I chose the word enduring for her because I think it sums up all the things I just said above, but also because she has endured through so much. My grandfather passed away just after I was born when Mimi was only 59 years old. He was the love of her life and she still gets teary-eyed talking about him. She remarried ten years later to a wonderful man and spent 17 years married to him. He passed away last year. In those years, Mimi broke her tailbone and wrist, lost her gallbladder, and overcame bladder and uterine cancer.
She has faced much sorrow and much physical pain and ya know what? I have never once heard her complain. She has lived life with a huge smile on her face, praising the Lord through each and every season.

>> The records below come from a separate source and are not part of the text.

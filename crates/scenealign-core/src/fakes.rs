//! Scripted in-memory collaborators (testing only)
//!
//! Provides `ScriptedRenderer`, `ScriptedOracle`, and `RecordingMutator` that
//! satisfy the collaborator contracts deterministically, without a live scene
//! or a model backend.

use std::collections::VecDeque;
use std::sync::atomic::{AtomicUsize, Ordering};
use std::sync::Mutex;

use async_trait::async_trait;

use crate::capture::{CaptureImage, CaptureSpec, SceneState};
use crate::error::{CaptureError, EvaluationError, MutationError};
use crate::evaluate::{Adjustment, EvaluationResult};
use crate::ports::{ActorMutator, PositioningOracle, SceneRenderer};
use crate::target::{ActorId, TargetSpec};
use crate::transform::Transform;

// ---------------------------------------------------------------------------
// ScriptedRenderer
// ---------------------------------------------------------------------------

/// Renderer fake with scripted per-call outcomes.
///
/// Outcomes are consumed in order; once the script is exhausted every further
/// call succeeds. A successful call synthesizes one image per requested angle
/// whose bytes encode the transform, so distinct states produce distinct
/// snapshot digests.
#[derive(Debug, Default)]
pub struct ScriptedRenderer {
    script: Mutex<VecDeque<Result<(), String>>>,
    calls: AtomicUsize,
}

impl ScriptedRenderer {
    /// Every capture succeeds.
    pub fn always_ok() -> Self {
        Self::default()
    }

    /// Scripted outcomes, `Err(message)` producing a renderer failure.
    pub fn with_outcomes(outcomes: impl IntoIterator<Item = Result<(), String>>) -> Self {
        ScriptedRenderer {
            script: Mutex::new(outcomes.into_iter().collect()),
            calls: AtomicUsize::new(0),
        }
    }

    /// Total capture calls observed, including failed ones.
    pub fn capture_calls(&self) -> usize {
        self.calls.load(Ordering::SeqCst)
    }

    fn synthesize(
        transform: &Transform,
        spec: &CaptureSpec,
    ) -> Result<SceneState, CaptureError> {
        let images = spec
            .angles
            .iter()
            .map(|angle| CaptureImage {
                angle: *angle,
                resolution: spec.resolution,
                data: format!(
                    "{}@{:.3},{:.3},{:.3}/yaw{:.3}",
                    angle.label(),
                    transform.position.x,
                    transform.position.y,
                    transform.position.z,
                    transform.rotation.yaw,
                )
                .into_bytes(),
            })
            .collect();
        SceneState::new(*transform, images)
    }
}

#[async_trait]
impl SceneRenderer for ScriptedRenderer {
    async fn capture(
        &self,
        actor_transform: &Transform,
        spec: &CaptureSpec,
    ) -> Result<SceneState, CaptureError> {
        self.calls.fetch_add(1, Ordering::SeqCst);
        let next = self.script.lock().unwrap().pop_front();
        match next {
            Some(Err(message)) => Err(CaptureError::Renderer(message)),
            _ => Self::synthesize(actor_transform, spec),
        }
    }
}

// ---------------------------------------------------------------------------
// ScriptedOracle
// ---------------------------------------------------------------------------

/// One scripted oracle step.
#[derive(Debug, Clone)]
pub enum OracleStep {
    /// Well-formed verdict.
    Verdict {
        similarity: f64,
        adjustment: Adjustment,
    },

    /// Transport-level failure.
    Transport(String),

    /// Malformed-output failure.
    Malformed(String),
}

impl OracleStep {
    /// Verdict with a zero adjustment.
    pub fn score(similarity: f64) -> Self {
        OracleStep::Verdict {
            similarity,
            adjustment: Adjustment::zero(),
        }
    }
}

/// Oracle fake replaying a fixed script.
///
/// Steps are consumed in order; the final step repeats once the script is
/// exhausted, so a constant-score or persistently-failing oracle is a
/// one-step script.
#[derive(Debug, Default)]
pub struct ScriptedOracle {
    script: Vec<OracleStep>,
    cursor: AtomicUsize,
}

impl ScriptedOracle {
    /// Zero-delta verdicts with the given scores.
    pub fn from_scores(scores: &[f64]) -> Self {
        Self::with_steps(scores.iter().copied().map(OracleStep::score).collect())
    }

    pub fn with_steps(script: Vec<OracleStep>) -> Self {
        ScriptedOracle {
            script,
            cursor: AtomicUsize::new(0),
        }
    }

    /// Total evaluation calls observed.
    pub fn evaluate_calls(&self) -> usize {
        self.cursor.load(Ordering::SeqCst)
    }
}

#[async_trait]
impl PositioningOracle for ScriptedOracle {
    async fn evaluate(
        &self,
        _target: &TargetSpec,
        _state: &SceneState,
    ) -> Result<EvaluationResult, EvaluationError> {
        let index = self.cursor.fetch_add(1, Ordering::SeqCst);
        let step = self
            .script
            .get(index)
            .or_else(|| self.script.last())
            .cloned();
        match step {
            Some(OracleStep::Verdict {
                similarity,
                adjustment,
            }) => EvaluationResult::new(similarity, adjustment),
            Some(OracleStep::Transport(message)) => Err(EvaluationError::Transport(message)),
            Some(OracleStep::Malformed(reason)) => Err(EvaluationError::Malformed { reason }),
            None => Err(EvaluationError::Malformed {
                reason: "oracle script is empty".to_string(),
            }),
        }
    }
}

// ---------------------------------------------------------------------------
// RecordingMutator
// ---------------------------------------------------------------------------

/// Mutator fake tracking a single actor's live transform and every
/// adjustment applied to it.
#[derive(Debug)]
pub struct RecordingMutator {
    actor: ActorId,
    current: Mutex<Transform>,
    applied: Mutex<Vec<Adjustment>>,
    reject_with: Option<String>,
}

impl RecordingMutator {
    pub fn new(actor: ActorId, initial: Transform) -> Self {
        RecordingMutator {
            actor,
            current: Mutex::new(initial),
            applied: Mutex::new(Vec::new()),
            reject_with: None,
        }
    }

    /// A mutator whose every `apply` fails.
    pub fn rejecting(actor: ActorId, initial: Transform, message: impl Into<String>) -> Self {
        RecordingMutator {
            actor,
            current: Mutex::new(initial),
            applied: Mutex::new(Vec::new()),
            reject_with: Some(message.into()),
        }
    }

    /// Snapshot of the live transform.
    pub fn transform(&self) -> Transform {
        *self.current.lock().unwrap()
    }

    /// Every adjustment applied so far, in order.
    pub fn applied(&self) -> Vec<Adjustment> {
        self.applied.lock().unwrap().clone()
    }

    fn check_actor(&self, actor: &ActorId) -> Result<(), MutationError> {
        if actor != &self.actor {
            return Err(MutationError::UnknownActor(actor.to_string()));
        }
        Ok(())
    }
}

#[async_trait]
impl ActorMutator for RecordingMutator {
    async fn current(&self, actor: &ActorId) -> Result<Transform, MutationError> {
        self.check_actor(actor)?;
        Ok(*self.current.lock().unwrap())
    }

    async fn apply(
        &self,
        actor: &ActorId,
        adjustment: &Adjustment,
    ) -> Result<Transform, MutationError> {
        self.check_actor(actor)?;
        if let Some(message) = &self.reject_with {
            return Err(MutationError::Rejected(message.clone()));
        }
        let mut current = self.current.lock().unwrap();
        let next = current.apply(
            &adjustment.position_delta,
            adjustment.rotation_delta.as_ref(),
        )?;
        *current = next;
        self.applied.lock().unwrap().push(adjustment.clone());
        Ok(next)
    }
}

This is where this post gets a little hard. Last month, Mimi had a major stroke. In one day, she went from perfectly healthy and able-bodied to a very different version of herself. She cannot speak or use the bathroom or eat solid food anymore. If I know her like I think I do, this loss of independence is the hardest thing she has ever had to do. And if I know my mom like I think I do, it's the hardest thing she has had to do as well.
She is living with my parents in their new home. I know we are all so grateful to not have lost her last month, but I don't want to minimize how difficult this must be for her. I wish so badly I could communicate with her and ask her exactly what she wants. In the meantime, I will just keep suggesting a diet of root beer floats, her favorite food.
Mom, could you please read this part to Mimi?
I miss you! I wish I could be back in PA this weekend to celebrate Mother's Day with you. I'm writing a post on my blog about you because I really think the whole world should know about you. Unfortunately, I only get just a handful of the whole world reading this, but that will just have to do for now.
I wanted to tell you how proud I am of you. When you had your stroke last month, they said you would never walk again. The next day, in front of mom and Doris, you silently climbed out of your bed and walked to the bathroom. Then they said you would never speak, but when you walked into mom and dad's new house, you said very clearly, "Hi Max!" to our little Maximus. Just last week we were FaceTiming and you giggled at one of my jokes and said, "Oh!"
As I've talked to friends out here in Colorado about how remarkable your recovery has been and how you keep surprising the doctors, three of them have said, "Oh, I see where your personality comes from then." I've never once thought that my stubborn determination could come from you—one of the kindest, most patient, and soft-spoken people I know ... but them saying that made me feel so good. If I am even just a little bit like you, then I will have accomplished more than I thought I was capable of in this life.
I am so, so proud to call you my grandmother. And watching your daughters help you transition into a new stage of life, it's more evident than ever that you were an incredible mother to them. They are thrilled, humbled and honored to be able to give you the quality of life you provided for them.
The fact that I have a woman like you in my lineage gives me confidence to pursue my boldest dreams and the faith to walk through life with an assurance of strength.
Thank you for your influence, your example, and your love. I can't wait to see you this summer ... I have a feeling we will be sharing some root beer floats and some laughs!
P.S. I have been having dreams about you lately. And we talk a lot—I think it's my mind's way of helping me remember what your voice sounds like. A couple nights ago, you were complaining to me about the veins in your legs and how you hated how they looked. I'm here in real life to tell you that your legs look great and that isn't something you should be worrying about right now.